Nano-sized catalysts have been widely studied for CO2 reduction to hydrocarbon fuels. Herein, we study the new-modeled ternary nanocomposite that can use in photocatalytic and electrochemical CO2 reduction. In order to adjust the energy of the catalyst band and the characteristics of the effective charge carrier, we firstly synthesized the AgFeNi2S4 quaternary nanocomposite and then used it to model the ternary nanocomposites, and all the nanocomposites were synthesized using the Pechini method. The activity of the nanocomposites is directly related to the output of methanol productions. The highest methanol yields were found after 48 h of irradiation under the UV light, and the yields were 8.679%, 6.349%, and 4.136%. The methanol yields were less, such as 6.291%, 4.738%, and 2.339%, after 48 h of Visible-light irradiation. The stability and reusability of the catalysts are the main factors that can define the sturdiness of a photocatalyst in practical applications.
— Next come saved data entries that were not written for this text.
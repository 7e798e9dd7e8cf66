
use anyhow::{Context, Result};
use serde::{Deserialize, Serialize};
use std::time::Duration;
use tracing::{debug, error, warn};
use url::Url;

use super::{Encoder, l2_normalize};
use crate::config::EncoderConfig;

const DEFAULT_TIMEOUT_SECONDS: u64 = 30;
const DEFAULT_RETRY_ATTEMPTS: u32 = 3;
const EXPONENTIAL_BACKOFF_BASE: u64 = 2;

/// Encoder backed by an Ollama-compatible embedding server.
///
/// Construction only validates the configuration; call [`health_check`]
/// before trusting the encoder. The retrieval service treats a failed
/// health check as fatal rather than running with a dead encoder.
///
/// [`health_check`]: RemoteEncoder::health_check
#[derive(Debug, Clone)]
pub struct RemoteEncoder {
    base_url: Url,
    model: String,
    dimension: usize,
    batch_size: usize,
    agent: ureq::Agent,
    retry_attempts: u32,
}

#[derive(Debug, Serialize)]
struct EmbedRequest {
    model: String,
    prompt: String,
}

#[derive(Debug, Serialize)]
struct BatchEmbedRequest {
    model: String,
    #[serde(rename = "input")]
    inputs: Vec<String>,
}

#[derive(Debug, Deserialize)]
struct EmbedResponse {
    embedding: Vec<f32>,
}

#[derive(Debug, Deserialize)]
struct BatchEmbedResponse {
    embeddings: Vec<Vec<f32>>,
}

impl RemoteEncoder {
    #[inline]
    pub fn new(config: &EncoderConfig) -> Result<Self> {
        let base_url = config
            .endpoint_url()
            .context("Failed to build embedding server URL from config")?;

        let agent = ureq::Agent::config_builder()
            .timeout_global(Some(Duration::from_secs(DEFAULT_TIMEOUT_SECONDS)))
            .build()
            .into();

        Ok(Self {
            base_url,
            model: config.model.clone(),
            dimension: config.dimension as usize,
            batch_size: config.batch_size as usize,
            agent,
            retry_attempts: DEFAULT_RETRY_ATTEMPTS,
        })
    }

    #[inline]
    pub fn with_timeout(mut self, timeout: Duration) -> Self {
        self.agent = ureq::Agent::config_builder()
            .timeout_global(Some(timeout))
            .build()
            .into();
        self
    }

    #[inline]
    pub fn with_retry_attempts(mut self, attempts: u32) -> Self {
        self.retry_attempts = attempts;
        self
    }

    /// Verify the server is reachable and that the configured model
    /// produces vectors of the configured dimension.
    #[inline]
    pub fn health_check(&self) -> Result<()> {
        self.ping().context("Embedding server ping failed")?;

        let probe = self
            .request_embedding("dimension probe")
            .context("Embedding probe request failed")?;

        if probe.len() != self.dimension {
            return Err(anyhow::anyhow!(
                "Model '{}' produces {}-dimensional vectors but the index is configured for {}",
                self.model,
                probe.len(),
                self.dimension
            ));
        }

        debug!(
            "Embedding server healthy: model {} at {} ({} dimensions)",
            self.model, self.base_url, self.dimension
        );
        Ok(())
    }

    fn ping(&self) -> Result<()> {
        let url = self
            .base_url
            .join("/api/tags")
            .context("Failed to build ping URL")?;

        debug!("Pinging embedding server at {}", url);

        self.request_with_retry(|| {
            self.agent
                .get(url.as_str())
                .call()
                .and_then(|mut resp| resp.body_mut().read_to_string())
        })
        .context("Failed to ping embedding server")?;

        Ok(())
    }

    fn request_embedding(&self, text: &str) -> Result<Vec<f32>> {
        let request = EmbedRequest {
            model: self.model.clone(),
            prompt: text.to_string(),
        };

        let url = self
            .base_url
            .join("/api/embed")
            .context("Failed to build embedding URL")?;

        let request_json =
            serde_json::to_string(&request).context("Failed to serialize embedding request")?;

        let response_text = self
            .request_with_retry(|| {
                self.agent
                    .post(url.as_str())
                    .header("Content-Type", "application/json")
                    .send(&request_json)
                    .and_then(|mut resp| resp.body_mut().read_to_string())
            })
            .context("Failed to generate embedding")?;

        let embed_response: EmbedResponse =
            serde_json::from_str(&response_text).context("Failed to parse embedding response")?;

        Ok(embed_response.embedding)
    }

    fn request_embedding_batch(&self, texts: &[String]) -> Result<Vec<Vec<f32>>> {
        let request = BatchEmbedRequest {
            model: self.model.clone(),
            inputs: texts.to_vec(),
        };

        let url = self
            .base_url
            .join("/api/embed")
            .context("Failed to build batch embedding URL")?;

        let request_json = serde_json::to_string(&request)
            .context("Failed to serialize batch embedding request")?;

        let response_text = self
            .request_with_retry(|| {
                self.agent
                    .post(url.as_str())
                    .header("Content-Type", "application/json")
                    .send(&request_json)
                    .and_then(|mut resp| resp.body_mut().read_to_string())
            })
            .context("Failed to generate batch embeddings")?;

        let batch_response: BatchEmbedResponse = serde_json::from_str(&response_text)
            .context("Failed to parse batch embedding response")?;

        if batch_response.embeddings.len() != texts.len() {
            return Err(anyhow::anyhow!(
                "Mismatch between request and response counts: {} vs {}",
                texts.len(),
                batch_response.embeddings.len()
            ));
        }

        Ok(batch_response.embeddings)
    }

    fn check_dimension(&self, vector: &[f32]) -> Result<()> {
        if vector.len() != self.dimension {
            return Err(anyhow::anyhow!(
                "Embedding server returned {} dimensions, expected {}",
                vector.len(),
                self.dimension
            ));
        }
        Ok(())
    }

    fn request_with_retry<F>(&self, mut request_fn: F) -> Result<String>
    where
        F: FnMut() -> Result<String, ureq::Error>,
    {
        let mut last_error = None;

        for attempt in 1..=self.retry_attempts {
            debug!("HTTP request attempt {}/{}", attempt, self.retry_attempts);

            match request_fn() {
                Ok(response_text) => return Ok(response_text),
                Err(error) => {
                    let should_retry = match &error {
                        ureq::Error::StatusCode(status) => {
                            if *status >= 500 {
                                warn!(
                                    "Server error (status {}), attempt {}/{}",
                                    status, attempt, self.retry_attempts
                                );
                                true
                            } else {
                                return Err(anyhow::anyhow!("Client error: HTTP {}", status));
                            }
                        }
                        ureq::Error::ConnectionFailed
                        | ureq::Error::HostNotFound
                        | ureq::Error::Timeout(_)
                        | ureq::Error::Io(_) => {
                            warn!(
                                "Transport error: {}, attempt {}/{}",
                                error, attempt, self.retry_attempts
                            );
                            true
                        }
                        _ => return Err(anyhow::anyhow!("Non-retryable error: {}", error)),
                    };

                    if !should_retry {
                        return Err(anyhow::anyhow!("Non-retryable error: {}", error));
                    }

                    last_error = Some(anyhow::anyhow!("Request error: {}", error));

                    if attempt < self.retry_attempts {
                        let delay_ms = EXPONENTIAL_BACKOFF_BASE.pow(attempt - 1) * 1000;
                        std::thread::sleep(Duration::from_millis(delay_ms));
                    }
                }
            }
        }

        error!("All retry attempts failed for request to {}", self.base_url);

        Err(last_error.unwrap_or_else(|| anyhow::anyhow!("Request failed after retries")))
    }
}

impl Encoder for RemoteEncoder {
    #[inline]
    fn encode(&self, text: &str) -> Result<Vec<f32>> {
        let mut vector = self.request_embedding(text)?;
        self.check_dimension(&vector)?;
        l2_normalize(&mut vector);
        Ok(vector)
    }

    #[inline]
    fn encode_batch(&self, texts: &[String]) -> Result<Vec<Vec<f32>>> {
        if texts.is_empty() {
            return Ok(Vec::new());
        }

        let mut results = Vec::with_capacity(texts.len());

        for chunk in texts.chunks(self.batch_size.max(1)) {
            let vectors = if chunk.len() == 1 {
                vec![self.request_embedding(&chunk[0])?]
            } else {
                self.request_embedding_batch(chunk)
                    .with_context(|| format!("Failed to process batch of {} texts", chunk.len()))?
            };

            for mut vector in vectors {
                self.check_dimension(&vector)?;
                l2_normalize(&mut vector);
                results.push(vector);
            }
        }

        Ok(results)
    }

    #[inline]
    fn dimension(&self) -> usize {
        self.dimension
    }

    #[inline]
    fn model_name(&self) -> &str {
        &self.model
    }
}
The sturdiness of the catalyst has been tested four times by recycling tests, and as a result, the yield of the final product (methanol) has not decreased, confirming the stability of the catalyst The methanol reaction rate and Faraday efficiency value were calculated on all working electrodes. The Faraday efficiency of the AgFeNi2S4-Graphene-TiO2 ternary nanocomposite was 44.25%; this is an increase in the value of the Faraday efficiency, which proves that the design of the new nanocomposite successfully increases the activity of the working electrode and has a positive effect on the electrochemical reduction of CO2. The photocatalytic and electrochemical CO2 reduction data show that the preparation method, morphological state, and charge carrier properties of the photocatalyst are important for the catalytic activity and efficiency of the methanol evolution pathway.